__TASK OBJECTIVE__
The lines below, all of them, should be returned exactly as they appear.

__Dataset entries__
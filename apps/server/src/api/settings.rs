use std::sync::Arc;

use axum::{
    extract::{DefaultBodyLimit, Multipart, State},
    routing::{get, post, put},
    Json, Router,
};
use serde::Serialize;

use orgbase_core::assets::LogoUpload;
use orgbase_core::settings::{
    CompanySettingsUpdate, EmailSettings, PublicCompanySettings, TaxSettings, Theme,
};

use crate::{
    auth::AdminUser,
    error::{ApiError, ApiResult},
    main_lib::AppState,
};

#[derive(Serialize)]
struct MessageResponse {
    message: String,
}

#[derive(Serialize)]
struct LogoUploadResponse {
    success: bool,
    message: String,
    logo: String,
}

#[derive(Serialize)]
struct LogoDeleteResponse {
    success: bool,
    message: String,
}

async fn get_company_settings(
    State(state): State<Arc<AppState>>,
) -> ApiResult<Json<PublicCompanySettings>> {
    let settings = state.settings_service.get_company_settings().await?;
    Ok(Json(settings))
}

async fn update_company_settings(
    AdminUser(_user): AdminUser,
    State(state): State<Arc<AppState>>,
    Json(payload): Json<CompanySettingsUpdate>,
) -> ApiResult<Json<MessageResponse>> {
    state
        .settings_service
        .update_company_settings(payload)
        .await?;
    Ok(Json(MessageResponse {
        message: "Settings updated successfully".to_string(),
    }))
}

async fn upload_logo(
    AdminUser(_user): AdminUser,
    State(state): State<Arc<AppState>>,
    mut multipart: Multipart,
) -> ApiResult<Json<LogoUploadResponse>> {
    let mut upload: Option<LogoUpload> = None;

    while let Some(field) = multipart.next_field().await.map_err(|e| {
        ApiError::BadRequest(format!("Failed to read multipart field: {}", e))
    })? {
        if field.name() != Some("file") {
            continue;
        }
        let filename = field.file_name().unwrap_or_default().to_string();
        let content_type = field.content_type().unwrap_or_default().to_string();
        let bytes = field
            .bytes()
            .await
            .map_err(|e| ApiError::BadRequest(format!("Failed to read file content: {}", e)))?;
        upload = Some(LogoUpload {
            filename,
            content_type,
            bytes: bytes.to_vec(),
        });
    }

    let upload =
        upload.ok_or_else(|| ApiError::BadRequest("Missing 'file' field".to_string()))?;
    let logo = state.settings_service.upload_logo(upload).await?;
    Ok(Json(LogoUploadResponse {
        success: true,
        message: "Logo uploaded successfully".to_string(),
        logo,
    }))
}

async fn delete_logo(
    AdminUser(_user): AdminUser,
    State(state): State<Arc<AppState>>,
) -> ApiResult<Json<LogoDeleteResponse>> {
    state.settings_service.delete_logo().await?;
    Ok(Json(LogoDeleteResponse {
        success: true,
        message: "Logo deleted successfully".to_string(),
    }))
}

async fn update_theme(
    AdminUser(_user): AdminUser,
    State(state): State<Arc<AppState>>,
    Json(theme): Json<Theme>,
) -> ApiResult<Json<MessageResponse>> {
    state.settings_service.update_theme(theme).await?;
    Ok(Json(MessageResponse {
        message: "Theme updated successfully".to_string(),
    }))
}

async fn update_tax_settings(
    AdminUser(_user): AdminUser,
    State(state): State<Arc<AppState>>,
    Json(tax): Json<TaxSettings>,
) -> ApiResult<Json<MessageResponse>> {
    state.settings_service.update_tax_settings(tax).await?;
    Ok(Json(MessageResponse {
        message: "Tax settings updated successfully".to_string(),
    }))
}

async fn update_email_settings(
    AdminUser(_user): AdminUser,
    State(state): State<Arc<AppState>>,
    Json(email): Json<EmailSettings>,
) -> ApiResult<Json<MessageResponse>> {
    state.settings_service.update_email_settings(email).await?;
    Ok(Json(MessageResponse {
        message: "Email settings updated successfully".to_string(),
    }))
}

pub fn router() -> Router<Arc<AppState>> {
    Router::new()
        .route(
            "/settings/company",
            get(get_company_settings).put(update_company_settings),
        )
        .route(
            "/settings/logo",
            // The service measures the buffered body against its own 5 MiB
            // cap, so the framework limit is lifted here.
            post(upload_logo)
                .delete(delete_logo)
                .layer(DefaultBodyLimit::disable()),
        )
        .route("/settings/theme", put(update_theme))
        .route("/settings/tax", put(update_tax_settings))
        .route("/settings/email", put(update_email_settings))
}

__REPLY TO THE TASK__
filename apps/server/src/api/settings.rs
use std::sync::Arc;

use axum::{
    extract::{DefaultBodyLimit, Multipart, State},
    routing::{get, post, put},
    Json, Router,
};
use serde::Serialize;

use orgbase_core::assets::LogoUpload;
use orgbase_core::settings::{
    CompanySettingsUpdate, EmailSettings, PublicCompanySettings, TaxSettings, Theme,
};

use crate::{
    auth::AdminUser,
    error::{ApiError, ApiResult},
    main_lib::AppState,
};

#[derive(Serialize)]
struct MessageResponse {
    message: String,
}

#[derive(Serialize)]
struct LogoUploadResponse {
    success: bool,
    message: String,
    logo: String,
}

#[derive(Serialize)]
struct LogoDeleteResponse {
    success: bool,
    message: String,
}

async fn get_company_settings(
    State(state): State<Arc<AppState>>,
) -> ApiResult<Json<PublicCompanySettings>> {
    let settings = state.settings_service.get_company_settings().await?;
    Ok(Json(settings))
}

async fn update_company_settings(
    AdminUser(_user): AdminUser,
    State(state): State<Arc<AppState>>,
    Json(payload): Json<CompanySettingsUpdate>,
) -> ApiResult<Json<MessageResponse>> {
    state
        .settings_service
        .update_company_settings(payload)
        .await?;
    Ok(Json(MessageResponse {
        message: "Settings updated successfully".to_string(),
    }))
}

async fn upload_logo(
    AdminUser(_user): AdminUser,
    State(state): State<Arc<AppState>>,
    mut multipart: Multipart,
) -> ApiResult<Json<LogoUploadResponse>> {
    let mut upload: Option<LogoUpload> = None;

    while let Some(field) = multipart.next_field().await.map_err(|e| {
        ApiError::BadRequest(format!("Failed to read multipart field: {}", e))
    })? {
        if field.name() != Some("file") {
            continue;
        }
        let filename = field.file_name().unwrap_or_default().to_string();
        let content_type = field.content_type().unwrap_or_default().to_string();
        let bytes = field
            .bytes()
            .await
            .map_err(|e| ApiError::BadRequest(format!("Failed to read file content: {}", e)))?;
        upload = Some(LogoUpload {
            filename,
            content_type,
            bytes: bytes.to_vec(),
        });
    }

    let upload =
        upload.ok_or_else(|| ApiError::BadRequest("Missing 'file' field".to_string()))?;
    let logo = state.settings_service.upload_logo(upload).await?;
    Ok(Json(LogoUploadResponse {
        success: true,
        message: "Logo uploaded successfully".to_string(),
        logo,
    }))
}

async fn delete_logo(
    AdminUser(_user): AdminUser,
    State(state): State<Arc<AppState>>,
) -> ApiResult<Json<LogoDeleteResponse>> {
    state.settings_service.delete_logo().await?;
    Ok(Json(LogoDeleteResponse {
        success: true,
        message: "Logo deleted successfully".to_string(),
    }))
}

async fn update_theme(
    AdminUser(_user): AdminUser,
    State(state): State<Arc<AppState>>,
    Json(theme): Json<Theme>,
) -> ApiResult<Json<MessageResponse>> {
    state.settings_service.update_theme(theme).await?;
    Ok(Json(MessageResponse {
        message: "Theme updated successfully".to_string(),
    }))
}

async fn update_tax_settings(
    AdminUser(_user): AdminUser,
    State(state): State<Arc<AppState>>,
    Json(tax): Json<TaxSettings>,
) -> ApiResult<Json<MessageResponse>> {
    state.settings_service.update_tax_settings(tax).await?;
    Ok(Json(MessageResponse {
        message: "Tax settings updated successfully".to_string(),
    }))
}

async fn update_email_settings(
    AdminUser(_user): AdminUser,
    State(state): State<Arc<AppState>>,
    Json(email): Json<EmailSettings>,
) -> ApiResult<Json<MessageResponse>> {
    state.settings_service.update_email_settings(email).await?;
    Ok(Json(MessageResponse {
        message: "Email settings updated successfully".to_string(),
    }))
}

pub fn router() -> Router<Arc<AppState>> {
    Router::new()
        .route(
            "/settings/company",
            get(get_company_settings).put(update_company_settings),
        )
        .route(
            "/settings/logo",
            // The service measures the buffered body against its own 5 MiB
            // cap, so the framework limit is lifted here.
            post(upload_logo)
                .delete(delete_logo)
                .layer(DefaultBodyLimit::disable()),
        )
        .route("/settings/theme", put(update_theme))
        .route("/settings/tax", put(update_tax_settings))
        .route("/settings/email", put(update_email_settings))
}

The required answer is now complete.